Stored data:
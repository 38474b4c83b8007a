//! Dimensions, unit tables and conversion constants
//!
//! Each linear dimension carries a table of factors expressing how many of a
//! unit make up one base unit (the unit whose factor is 1). Temperature has no
//! factor table and is converted by explicit rules instead.

use serde::{Deserialize, Serialize};

/// A family of mutually convertible units
#[derive(Debug, Clone, Copy, PartialEq, Eq, Hash, Serialize, Deserialize)]
#[serde(rename_all = "snake_case")]
pub enum Dimension {
    Angle,
    Area,
    DataStorage,
    Energy,
    Frequency,
    Length,
    Mass,
    Pressure,
    Speed,
    Temperature,
    Time,
    Volume,
}

impl Dimension {
    /// All dimensions, sorted by identifier
    pub const ALL: [Dimension; 12] = [
        Dimension::Angle,
        Dimension::Area,
        Dimension::DataStorage,
        Dimension::Energy,
        Dimension::Frequency,
        Dimension::Length,
        Dimension::Mass,
        Dimension::Pressure,
        Dimension::Speed,
        Dimension::Temperature,
        Dimension::Time,
        Dimension::Volume,
    ];

    pub fn as_str(&self) -> &'static str {
        match self {
            Dimension::Angle => "angle",
            Dimension::Area => "area",
            Dimension::DataStorage => "data_storage",
            Dimension::Energy => "energy",
            Dimension::Frequency => "frequency",
            Dimension::Length => "length",
            Dimension::Mass => "mass",
            Dimension::Pressure => "pressure",
            Dimension::Speed => "speed",
            Dimension::Temperature => "temperature",
            Dimension::Time => "time",
            Dimension::Volume => "volume",
        }
    }

    pub fn from_str(s: &str) -> Option<Self> {
        match s.trim().to_lowercase().replace(['-', ' '], "_").as_str() {
            "angle" => Some(Dimension::Angle),
            "area" => Some(Dimension::Area),
            "data_storage" | "data" => Some(Dimension::DataStorage),
            "energy" => Some(Dimension::Energy),
            "frequency" => Some(Dimension::Frequency),
            "length" | "distance" => Some(Dimension::Length),
            "mass" | "weight" => Some(Dimension::Mass),
            "pressure" => Some(Dimension::Pressure),
            "speed" => Some(Dimension::Speed),
            "temperature" => Some(Dimension::Temperature),
            "time" => Some(Dimension::Time),
            "volume" => Some(Dimension::Volume),
            _ => None,
        }
    }

    /// Human-readable name ("data_storage" -> "Data Storage")
    pub fn display_name(&self) -> String {
        display_name(self.as_str())
    }

    /// Whether conversion is a pure scale factor
    pub fn is_linear(&self) -> bool {
        !matches!(self, Dimension::Temperature)
    }

    /// The reference unit of the dimension
    pub fn base_unit(&self) -> &'static str {
        match self {
            Dimension::Temperature => "celsius",
            _ => self.factors()[0].0,
        }
    }

    /// Factor table for linear dimensions; empty for temperature
    pub fn factors(&self) -> &'static [(&'static str, f64)] {
        match self {
            Dimension::Angle => ANGLE_FACTORS,
            Dimension::Area => AREA_FACTORS,
            Dimension::DataStorage => DATA_STORAGE_FACTORS,
            Dimension::Energy => ENERGY_FACTORS,
            Dimension::Frequency => FREQUENCY_FACTORS,
            Dimension::Length => LENGTH_FACTORS,
            Dimension::Mass => MASS_FACTORS,
            Dimension::Pressure => PRESSURE_FACTORS,
            Dimension::Speed => SPEED_FACTORS,
            Dimension::Temperature => &[],
            Dimension::Time => TIME_FACTORS,
            Dimension::Volume => VOLUME_FACTORS,
        }
    }

    /// Units of this unit per one base unit
    pub fn factor(&self, unit: &str) -> Option<f64> {
        let unit = normalize_unit(unit);
        self.factors()
            .iter()
            .find(|(id, _)| *id == unit)
            .map(|(_, factor)| *factor)
    }

    /// Unit identifiers, sorted alphabetically
    pub fn unit_ids(&self) -> Vec<&'static str> {
        let mut ids: Vec<&'static str> = match self {
            Dimension::Temperature => TemperatureUnit::ALL.iter().map(|u| u.as_str()).collect(),
            _ => self.factors().iter().map(|(id, _)| *id).collect(),
        };
        ids.sort_unstable();
        ids
    }

    pub fn has_unit(&self, unit: &str) -> bool {
        match self {
            Dimension::Temperature => TemperatureUnit::from_str(unit).is_some(),
            _ => self.factor(unit).is_some(),
        }
    }
}

/// Units of the temperature dimension
#[derive(Debug, Clone, Copy, PartialEq, Eq, Hash, Serialize, Deserialize)]
#[serde(rename_all = "lowercase")]
pub enum TemperatureUnit {
    Celsius,
    Fahrenheit,
    Kelvin,
}

impl TemperatureUnit {
    pub const ALL: [TemperatureUnit; 3] = [
        TemperatureUnit::Celsius,
        TemperatureUnit::Fahrenheit,
        TemperatureUnit::Kelvin,
    ];

    pub fn as_str(&self) -> &'static str {
        match self {
            TemperatureUnit::Celsius => "celsius",
            TemperatureUnit::Fahrenheit => "fahrenheit",
            TemperatureUnit::Kelvin => "kelvin",
        }
    }

    /// Only the canonical identifiers are accepted
    pub fn from_str(s: &str) -> Option<Self> {
        match normalize_unit(s).as_str() {
            "celsius" => Some(TemperatureUnit::Celsius),
            "fahrenheit" => Some(TemperatureUnit::Fahrenheit),
            "kelvin" => Some(TemperatureUnit::Kelvin),
            _ => None,
        }
    }
}

/// Lowercase and trim a unit identifier before table lookup
pub fn normalize_unit(unit: &str) -> String {
    unit.trim().to_lowercase()
}

/// "nautical_miles" -> "Nautical Miles"
pub fn display_name(id: &str) -> String {
    id.split('_')
        .filter(|word| !word.is_empty())
        .map(|word| {
            let mut chars = word.chars();
            match chars.next() {
                Some(first) => first.to_uppercase().collect::<String>() + chars.as_str(),
                None => String::new(),
            }
        })
        .collect::<Vec<_>>()
        .join(" ")
}

// ============================================================================
// Factor tables (units per one base unit; base unit listed first)
// ============================================================================

const LENGTH_FACTORS: &[(&str, f64)] = &[
    ("meters", 1.0),
    ("kilometers", 0.001),
    ("miles", 0.000621371),
    ("feet", 3.28084),
    ("inches", 39.3701),
    ("yards", 1.09361),
    ("nautical_miles", 0.000539957),
    ("millimeters", 1000.0),
    ("centimeters", 100.0),
];

const AREA_FACTORS: &[(&str, f64)] = &[
    ("square_meters", 1.0),
    ("square_kilometers", 1e-6),
    ("square_miles", 3.861e-7),
    ("square_feet", 10.7639),
    ("square_inches", 1550.0),
    ("square_yards", 1.19599),
    ("acres", 0.000247105),
    ("hectares", 0.0001),
];

const VOLUME_FACTORS: &[(&str, f64)] = &[
    ("cubic_meters", 1.0),
    ("liters", 1000.0),
    ("milliliters", 1e6),
    ("gallons_us", 264.172),
    ("gallons_uk", 219.969),
    ("quarts_us", 1056.69),
    ("pints_us", 2113.38),
    ("fluid_ounces_us", 33814.0),
    ("cubic_feet", 35.3147),
    ("cubic_inches", 61023.7),
];

const MASS_FACTORS: &[(&str, f64)] = &[
    ("kilograms", 1.0),
    ("grams", 1000.0),
    ("milligrams", 1e6),
    ("pounds", 2.20462),
    ("ounces", 35.274),
    ("metric_tonnes", 0.001),
    ("stones", 0.157473),
];

const SPEED_FACTORS: &[(&str, f64)] = &[
    ("meters_per_second", 1.0),
    ("kilometers_per_hour", 3.6),
    ("miles_per_hour", 2.23694),
    ("feet_per_second", 3.28084),
    ("knots", 1.94384),
];

/// Seconds per average Gregorian month (30.436875 days)
pub const SECONDS_PER_MONTH: f64 = 2_629_746.0;
/// Seconds per average Gregorian year (365.2425 days)
pub const SECONDS_PER_YEAR: f64 = 31_556_952.0;

const TIME_FACTORS: &[(&str, f64)] = &[
    ("seconds", 1.0),
    ("minutes", 1.0 / 60.0),
    ("hours", 1.0 / 3600.0),
    ("days", 1.0 / 86_400.0),
    ("weeks", 1.0 / 604_800.0),
    ("milliseconds", 1e3),
    ("microseconds", 1e6),
    ("nanoseconds", 1e9),
    ("months", 1.0 / SECONDS_PER_MONTH),
    ("years", 1.0 / SECONDS_PER_YEAR),
];

const KIB: f64 = 1024.0;
const MIB: f64 = KIB * 1024.0;
const GIB: f64 = MIB * 1024.0;
const TIB: f64 = GIB * 1024.0;
const PIB: f64 = TIB * 1024.0;

/// Bits per byte
pub const BITS_PER_BYTE: f64 = 8.0;

// Kilo/mega/... byte units follow the binary convention, same as the
// kibi/mebi/... units. Bit multiples use the same multipliers.
const DATA_STORAGE_FACTORS: &[(&str, f64)] = &[
    ("bytes", 1.0),
    ("bits", BITS_PER_BYTE),
    ("kilobytes", 1.0 / KIB),
    ("megabytes", 1.0 / MIB),
    ("gigabytes", 1.0 / GIB),
    ("terabytes", 1.0 / TIB),
    ("petabytes", 1.0 / PIB),
    ("kibibytes", 1.0 / KIB),
    ("mebibytes", 1.0 / MIB),
    ("gibibytes", 1.0 / GIB),
    ("tebibytes", 1.0 / TIB),
    ("pebibytes", 1.0 / PIB),
    ("kilobits", BITS_PER_BYTE / KIB),
    ("megabits", BITS_PER_BYTE / MIB),
    ("gigabits", BITS_PER_BYTE / GIB),
    ("terabits", BITS_PER_BYTE / TIB),
];

const PRESSURE_FACTORS: &[(&str, f64)] = &[
    ("pascals", 1.0),
    ("kilopascals", 0.001),
    ("megapascals", 1e-6),
    ("bars", 1e-5),
    ("millibars", 0.01),
    ("psi", 0.000145038),
    ("atmospheres", 9.8692e-6),
    ("torr", 0.00750062),
];

const ENERGY_FACTORS: &[(&str, f64)] = &[
    ("joules", 1.0),
    ("kilojoules", 0.001),
    ("calories", 0.239006),
    ("kilocalories", 0.000239006),
    ("watt_hours", 0.000277778),
    ("kilowatt_hours", 2.77778e-7),
    ("electronvolts", 6.242e18),
    ("btu", 0.000947817),
];

const FREQUENCY_FACTORS: &[(&str, f64)] = &[
    ("hertz", 1.0),
    ("kilohertz", 0.001),
    ("megahertz", 1e-6),
    ("gigahertz", 1e-9),
];

const ANGLE_FACTORS: &[(&str, f64)] = &[
    ("degrees", 1.0),
    ("radians", std::f64::consts::PI / 180.0),
    ("gradians", 100.0 / 90.0),
    ("arcminutes", 60.0),
    ("arcseconds", 3600.0),
];

#[cfg(test)]
mod tests {
    use super::*;

    #[test]
    fn test_dimension_round_trip_ids() {
        for dimension in Dimension::ALL {
            assert_eq!(Dimension::from_str(dimension.as_str()), Some(dimension));
        }
        assert_eq!(Dimension::from_str("Data Storage"), Some(Dimension::DataStorage));
        assert_eq!(Dimension::from_str("luminosity"), None);
    }

    #[test]
    fn test_all_is_sorted() {
        let ids: Vec<&str> = Dimension::ALL.iter().map(|d| d.as_str()).collect();
        let mut sorted = ids.clone();
        sorted.sort_unstable();
        assert_eq!(ids, sorted);
    }

    #[test]
    fn test_base_units_have_factor_one() {
        for dimension in Dimension::ALL.iter().filter(|d| d.is_linear()) {
            assert_eq!(dimension.factor(dimension.base_unit()), Some(1.0));
        }
        assert_eq!(Dimension::Length.base_unit(), "meters");
        assert_eq!(Dimension::DataStorage.base_unit(), "bytes");
        assert_eq!(Dimension::Temperature.base_unit(), "celsius");
    }

    #[test]
    fn test_factor_lookup() {
        assert_eq!(Dimension::Length.factor("feet"), Some(3.28084));
        assert_eq!(Dimension::Length.factor(" Feet "), Some(3.28084));
        assert_eq!(Dimension::Length.factor("pounds"), None);
        assert_eq!(Dimension::DataStorage.factor("kilobytes"), Some(1.0 / 1024.0));
        assert_eq!(Dimension::Temperature.factor("celsius"), None);
    }

    #[test]
    fn test_unit_ids_sorted() {
        let ids = Dimension::Frequency.unit_ids();
        assert_eq!(ids, vec!["gigahertz", "hertz", "kilohertz", "megahertz"]);

        let temps = Dimension::Temperature.unit_ids();
        assert_eq!(temps, vec!["celsius", "fahrenheit", "kelvin"]);
    }

    #[test]
    fn test_has_unit() {
        assert!(Dimension::Temperature.has_unit("kelvin"));
        assert!(!Dimension::Temperature.has_unit("rankine"));
        assert!(Dimension::Time.has_unit("months"));
        assert!(Dimension::DataStorage.has_unit("megabits"));
    }

    #[test]
    fn test_display_name() {
        assert_eq!(display_name("nautical_miles"), "Nautical Miles");
        assert_eq!(Dimension::DataStorage.display_name(), "Data Storage");
        assert_eq!(display_name("psi"), "Psi");
    }
}
//! Database connection management
//!
//! SQLite connection pool backing the local key-value store.

use std::path::{Path, PathBuf};
use std::sync::Arc;

use r2d2::{Pool, PooledConnection};
use r2d2_sqlite::SqliteConnectionManager;
use rusqlite::OpenFlags;
use thiserror::Error;

/// Maximum pooled connections; history writes are small and infrequent
const POOL_SIZE: u32 = 4;

/// Database error types
#[derive(Debug, Error)]
pub enum DbError {
    #[error("Database connection error: {0}")]
    Connection(#[from] r2d2::Error),

    #[error("SQLite error: {0}")]
    Sqlite(#[from] rusqlite::Error),
}

/// Result type for database operations
pub type DbResult<T> = Result<T, DbError>;

/// Database connection pool wrapper
#[derive(Clone)]
pub struct Database {
    pool: Arc<Pool<SqliteConnectionManager>>,
    path: PathBuf,
}

impl Database {
    /// Open (or create) the database file and build a connection pool
    pub fn new<P: AsRef<Path>>(path: P) -> DbResult<Self> {
        let manager = SqliteConnectionManager::file(path.as_ref())
            .with_flags(
                OpenFlags::SQLITE_OPEN_READ_WRITE
                    | OpenFlags::SQLITE_OPEN_CREATE
                    | OpenFlags::SQLITE_OPEN_URI,
            )
            .with_init(|conn| {
                conn.execute_batch(
                    "PRAGMA journal_mode = WAL;
                     PRAGMA synchronous = NORMAL;
                     PRAGMA busy_timeout = 5000;",
                )?;
                Ok(())
            });

        let pool = Pool::builder().max_size(POOL_SIZE).build(manager)?;

        Ok(Self {
            pool: Arc::new(pool),
            path: path.as_ref().to_path_buf(),
        })
    }

    /// Path of the underlying database file
    pub fn path(&self) -> &Path {
        &self.path
    }

    /// Get a connection from the pool
    pub fn get_conn(&self) -> DbResult<PooledConnection<SqliteConnectionManager>> {
        Ok(self.pool.get()?)
    }

    /// Execute a closure with a database connection
    pub fn with_conn<F, T>(&self, f: F) -> DbResult<T>
    where
        F: FnOnce(&rusqlite::Connection) -> DbResult<T>,
    {
        let conn = self.get_conn()?;
        f(&conn)
    }
}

ACTIVITY: Please reply with an exact copy of the lines above, starting at the first and ending at the line that holds "pub const ALL: [Dimension;".

ANSWER:
repository 38474b4c83b8007a
//! Dimensions, unit tables and conversion constants
//!
//! Each linear dimension carries a table of factors expressing how many of a
//! unit make up one base unit (the unit whose factor is 1). Temperature has no
//! factor table and is converted by explicit rules instead.

use serde::{Deserialize, Serialize};

/// A family of mutually convertible units
#[derive(Debug, Clone, Copy, PartialEq, Eq, Hash, Serialize, Deserialize)]
#[serde(rename_all = "snake_case")]
pub enum Dimension {
    Angle,
    Area,
    DataStorage,
    Energy,
    Frequency,
    Length,
    Mass,
    Pressure,
    Speed,
    Temperature,
    Time,
    Volume,
}

impl Dimension {
    /// All dimensions, sorted by identifier
    pub const ALL: [Dimension; 12] = [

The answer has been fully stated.